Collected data
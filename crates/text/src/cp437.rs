//! Unicode → CP437 folding for the bitmap font.
//!
//! ASCII passes through. Accented Latin letters and a few symbols map to
//! their CP437 code points. Typographic punctuation folds to the nearest
//! ASCII or CP437 glyph. Zero-width and combining characters are dropped;
//! anything else becomes a space.

/// CP437 code points 0x80..=0xFF that have a Unicode counterpart we emit.
const HIGH: [(char, u8); 56] = [
    ('Ç', 0x80),
    ('ü', 0x81),
    ('é', 0x82),
    ('â', 0x83),
    ('ä', 0x84),
    ('à', 0x85),
    ('å', 0x86),
    ('ç', 0x87),
    ('ê', 0x88),
    ('ë', 0x89),
    ('è', 0x8A),
    ('ï', 0x8B),
    ('î', 0x8C),
    ('ì', 0x8D),
    ('Ä', 0x8E),
    ('Å', 0x8F),
    ('É', 0x90),
    ('æ', 0x91),
    ('Æ', 0x92),
    ('ô', 0x93),
    ('ö', 0x94),
    ('ò', 0x95),
    ('û', 0x96),
    ('ù', 0x97),
    ('ÿ', 0x98),
    ('Ö', 0x99),
    ('Ü', 0x9A),
    ('¢', 0x9B),
    ('£', 0x9C),
    ('¥', 0x9D),
    ('ƒ', 0x9F),
    ('á', 0xA0),
    ('í', 0xA1),
    ('ó', 0xA2),
    ('ú', 0xA3),
    ('ñ', 0xA4),
    ('Ñ', 0xA5),
    ('ª', 0xA6),
    ('º', 0xA7),
    ('¿', 0xA8),
    ('¬', 0xAA),
    ('½', 0xAB),
    ('¼', 0xAC),
    ('¡', 0xAD),
    ('«', 0xAE),
    ('»', 0xAF),
    ('ß', 0xE1),
    ('µ', 0xE6),
    ('±', 0xF1),
    ('÷', 0xF6),
    ('°', 0xF8),
    ('·', 0xFA),
    ('²', 0xFD),
    ('■', 0xFE),
    ('Σ', 0xE4),
    ('π', 0xE3),
];

/// CP437 bullet glyph (0x07 in the font's low range).
pub const BULLET: u8 = 0x07;

/// Fold one character onto the font's glyph set.
///
/// Returns `None` for characters that take no space on screen.
pub fn fold(c: char) -> Option<u8> {
    if c.is_ascii() {
        return match c {
            '\t' => Some(b' '),
            c if c.is_ascii_control() && c != '\n' && c != '\r' => None,
            c => Some(c as u8),
        };
    }
    if let Some((_, b)) = HIGH.iter().find(|(u, _)| *u == c) {
        return Some(*b);
    }
    let folded = match c {
        '\u{00A0}' | '\u{2002}'..='\u{200A}' | '\u{202F}' | '\u{3000}' => b' ',
        '\u{2018}' | '\u{2019}' | '\u{201A}' | '\u{2032}' | '\u{00B4}' => b'\'',
        '\u{201C}' | '\u{201D}' | '\u{201E}' | '\u{2033}' => b'"',
        '\u{2010}'..='\u{2015}' | '\u{2212}' => b'-',
        '\u{2026}' => b'.',
        '\u{2022}' | '\u{25CF}' | '\u{2023}' => BULLET,
        '\u{2039}' => b'<',
        '\u{203A}' => b'>',
        '\u{00D7}' => b'x',
        '\u{00A9}' => b'c',
        '\u{00AE}' => b'r',
        '\u{2122}' => b't',
        '\u{00C0}'..='\u{00C3}' => b'A',
        '\u{00C8}' | '\u{00CA}' | '\u{00CB}' => b'E',
        '\u{00CC}'..='\u{00CF}' => b'I',
        '\u{00D2}'..='\u{00D5}' | '\u{00D8}' => b'O',
        '\u{00D9}'..='\u{00DB}' => b'U',
        '\u{00DD}' => b'Y',
        '\u{00E3}' => 0x83,
        '\u{00F5}' | '\u{00F8}' => 0x94,
        '\u{00FD}' => 0x98,
        // Zero-width, combining and byte-order marks.
        '\u{200B}'..='\u{200F}' | '\u{2060}' | '\u{FEFF}' | '\u{0300}'..='\u{036F}' => {
            return None
        }
        _ => b' ',
    };
    Some(folded)
}

/// Fold a string, calling `emit` for each output byte.
pub fn fold_str(s: &str, mut emit: impl FnMut(u8)) {
    for c in s.chars() {
        if let Some(b) = fold(c) {
            emit(b);
        }
    }
}

/// Fold a string into a fixed buffer, truncating when full.
pub fn fold_into<const N: usize>(s: &str, out: &mut heapless::Vec<u8, N>) {
    fold_str(s, |b| {
        let _ = out.push(b);
    });
}

/// The character drawn for CP437 byte `b`.
///
/// Inverse of [`fold`] on the bytes it produces; unknown high bytes render
/// as `?`.
pub fn glyph(b: u8) -> char {
    if b.is_ascii() {
        return if b == BULLET { '\u{2022}' } else { b as char };
    }
    HIGH.iter()
        .find(|(_, code)| *code == b)
        .map_or('?', |(u, _)| *u)
}

#[cfg(test)]
mod tests {
    use super::*;

    #[test]
    fn test_ascii_passthrough() {
        for b in 0x20u8..0x7F {
            assert_eq!(fold(b as char), Some(b));
        }
    }

    #[test]
    fn test_accented_latin() {
        assert_eq!(fold('é'), Some(0x82));
        assert_eq!(fold('Ñ'), Some(0xA5));
        assert_eq!(fold('ß'), Some(0xE1));
    }

    #[test]
    fn test_typography_folds() {
        assert_eq!(fold('\u{201C}'), Some(b'"'));
        assert_eq!(fold('\u{2019}'), Some(b'\''));
        assert_eq!(fold('\u{2014}'), Some(b'-'));
        assert_eq!(fold('\u{2013}'), Some(b'-'));
        assert_eq!(fold('\u{2026}'), Some(b'.'));
        assert_eq!(fold('\u{2022}'), Some(BULLET));
        assert_eq!(fold('\u{00A0}'), Some(b' '));
    }

    #[test]
    fn test_unmappable_is_space_or_dropped() {
        assert_eq!(fold('漢'), Some(b' '));
        assert_eq!(fold('\u{200B}'), None);
        assert_eq!(fold('\u{0301}'), None);
    }

    #[test]
    fn test_glyph_inverts_table() {
        for (u, b) in HIGH {
            assert_eq!(glyph(b), u);
        }
        assert_eq!(glyph(b'A'), 'A');
    }

    #[test]
    fn test_fold_into_truncates() {
        let mut out: heapless::Vec<u8, 4> = heapless::Vec::new();
        fold_into("café au lait", &mut out);
        assert_eq!(out.as_slice(), &[b'c', b'a', b'f', 0x82]);
    }
}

▶ EXERCISE DESCRIPTION:
What you return must match the records above exactly.

▶ YOUR RESPONSE:
filename crates/text/src/cp437.rs
//! Unicode → CP437 folding for the bitmap font.
//!
//! ASCII passes through. Accented Latin letters and a few symbols map to
//! their CP437 code points. Typographic punctuation folds to the nearest
//! ASCII or CP437 glyph. Zero-width and combining characters are dropped;
//! anything else becomes a space.

/// CP437 code points 0x80..=0xFF that have a Unicode counterpart we emit.
const HIGH: [(char, u8); 56] = [
    ('Ç', 0x80),
    ('ü', 0x81),
    ('é', 0x82),
    ('â', 0x83),
    ('ä', 0x84),
    ('à', 0x85),
    ('å', 0x86),
    ('ç', 0x87),
    ('ê', 0x88),
    ('ë', 0x89),
    ('è', 0x8A),
    ('ï', 0x8B),
    ('î', 0x8C),
    ('ì', 0x8D),
    ('Ä', 0x8E),
    ('Å', 0x8F),
    ('É', 0x90),
    ('æ', 0x91),
    ('Æ', 0x92),
    ('ô', 0x93),
    ('ö', 0x94),
    ('ò', 0x95),
    ('û', 0x96),
    ('ù', 0x97),
    ('ÿ', 0x98),
    ('Ö', 0x99),
    ('Ü', 0x9A),
    ('¢', 0x9B),
    ('£', 0x9C),
    ('¥', 0x9D),
    ('ƒ', 0x9F),
    ('á', 0xA0),
    ('í', 0xA1),
    ('ó', 0xA2),
    ('ú', 0xA3),
    ('ñ', 0xA4),
    ('Ñ', 0xA5),
    ('ª', 0xA6),
    ('º', 0xA7),
    ('¿', 0xA8),
    ('¬', 0xAA),
    ('½', 0xAB),
    ('¼', 0xAC),
    ('¡', 0xAD),
    ('«', 0xAE),
    ('»', 0xAF),
    ('ß', 0xE1),
    ('µ', 0xE6),
    ('±', 0xF1),
    ('÷', 0xF6),
    ('°', 0xF8),
    ('·', 0xFA),
    ('²', 0xFD),
    ('■', 0xFE),
    ('Σ', 0xE4),
    ('π', 0xE3),
];

/// CP437 bullet glyph (0x07 in the font's low range).
pub const BULLET: u8 = 0x07;

/// Fold one character onto the font's glyph set.
///
/// Returns `None` for characters that take no space on screen.
pub fn fold(c: char) -> Option<u8> {
    if c.is_ascii() {
        return match c {
            '\t' => Some(b' '),
            c if c.is_ascii_control() && c != '\n' && c != '\r' => None,
            c => Some(c as u8),
        };
    }
    if let Some((_, b)) = HIGH.iter().find(|(u, _)| *u == c) {
        return Some(*b);
    }
    let folded = match c {
        '\u{00A0}' | '\u{2002}'..='\u{200A}' | '\u{202F}' | '\u{3000}' => b' ',
        '\u{2018}' | '\u{2019}' | '\u{201A}' | '\u{2032}' | '\u{00B4}' => b'\'',
        '\u{201C}' | '\u{201D}' | '\u{201E}' | '\u{2033}' => b'"',
        '\u{2010}'..='\u{2015}' | '\u{2212}' => b'-',
        '\u{2026}' => b'.',
        '\u{2022}' | '\u{25CF}' | '\u{2023}' => BULLET,
        '\u{2039}' => b'<',
        '\u{203A}' => b'>',
        '\u{00D7}' => b'x',
        '\u{00A9}' => b'c',
        '\u{00AE}' => b'r',
        '\u{2122}' => b't',
        '\u{00C0}'..='\u{00C3}' => b'A',
        '\u{00C8}' | '\u{00CA}' | '\u{00CB}' => b'E',
        '\u{00CC}'..='\u{00CF}' => b'I',
        '\u{00D2}'..='\u{00D5}' | '\u{00D8}' => b'O',
        '\u{00D9}'..='\u{00DB}' => b'U',
        '\u{00DD}' => b'Y',
        '\u{00E3}' => 0x83,
        '\u{00F5}' | '\u{00F8}' => 0x94,
        '\u{00FD}' => 0x98,
        // Zero-width, combining and byte-order marks.
        '\u{200B}'..='\u{200F}' | '\u{2060}' | '\u{FEFF}' | '\u{0300}'..='\u{036F}' => {
            return None
        }
        _ => b' ',
    };
    Some(folded)
}

/// Fold a string, calling `emit` for each output byte.
pub fn fold_str(s: &str, mut emit: impl FnMut(u8)) {
    for c in s.chars() {
        if let Some(b) = fold(c) {
            emit(b);
        }
    }
}

/// Fold a string into a fixed buffer, truncating when full.
pub fn fold_into<const N: usize>(s: &str, out: &mut heapless::Vec<u8, N>) {
    fold_str(s, |b| {
        let _ = out.push(b);
    });
}

/// The character drawn for CP437 byte `b`.
///
/// Inverse of [`fold`] on the bytes it produces; unknown high bytes render
/// as `?`.
pub fn glyph(b: u8) -> char {
    if b.is_ascii() {
        return if b == BULLET { '\u{2022}' } else { b as char };
    }
    HIGH.iter()
        .find(|(_, code)| *code == b)
        .map_or('?', |(u, _)| *u)
}

#[cfg(test)]
mod tests {
    use super::*;

    #[test]
    fn test_ascii_passthrough() {
        for b in 0x20u8..0x7F {
            assert_eq!(fold(b as char), Some(b));
        }
    }

    #[test]
    fn test_accented_latin() {
        assert_eq!(fold('é'), Some(0x82));
        assert_eq!(fold('Ñ'), Some(0xA5));
        assert_eq!(fold('ß'), Some(0xE1));
    }

    #[test]
    fn test_typography_folds() {
        assert_eq!(fold('\u{201C}'), Some(b'"'));
        assert_eq!(fold('\u{2019}'), Some(b'\''));
        assert_eq!(fold('\u{2014}'), Some(b'-'));
        assert_eq!(fold('\u{2013}'), Some(b'-'));
        assert_eq!(fold('\u{2026}'), Some(b'.'));
        assert_eq!(fold('\u{2022}'), Some(BULLET));
        assert_eq!(fold('\u{00A0}'), Some(b' '));
    }

    #[test]
    fn test_unmappable_is_space_or_dropped() {
        assert_eq!(fold('漢'), Some(b' '));
        assert_eq!(fold('\u{200B}'), None);
        assert_eq!(fold('\u{0301}'), None);
    }

    #[test]
    fn test_glyph_inverts_table() {
        for (u, b) in HIGH {
            assert_eq!(glyph(b), u);
        }
        assert_eq!(glyph(b'A'), 'A');
    }

    #[test]
    fn test_fold_into_truncates() {
        let mut out: heapless::Vec<u8, 4> = heapless::Vec::new();
        fold_into("café au lait", &mut out);
        assert_eq!(out.as_slice(), &[b'c', b'a', b'f', 0x82]);
    }
}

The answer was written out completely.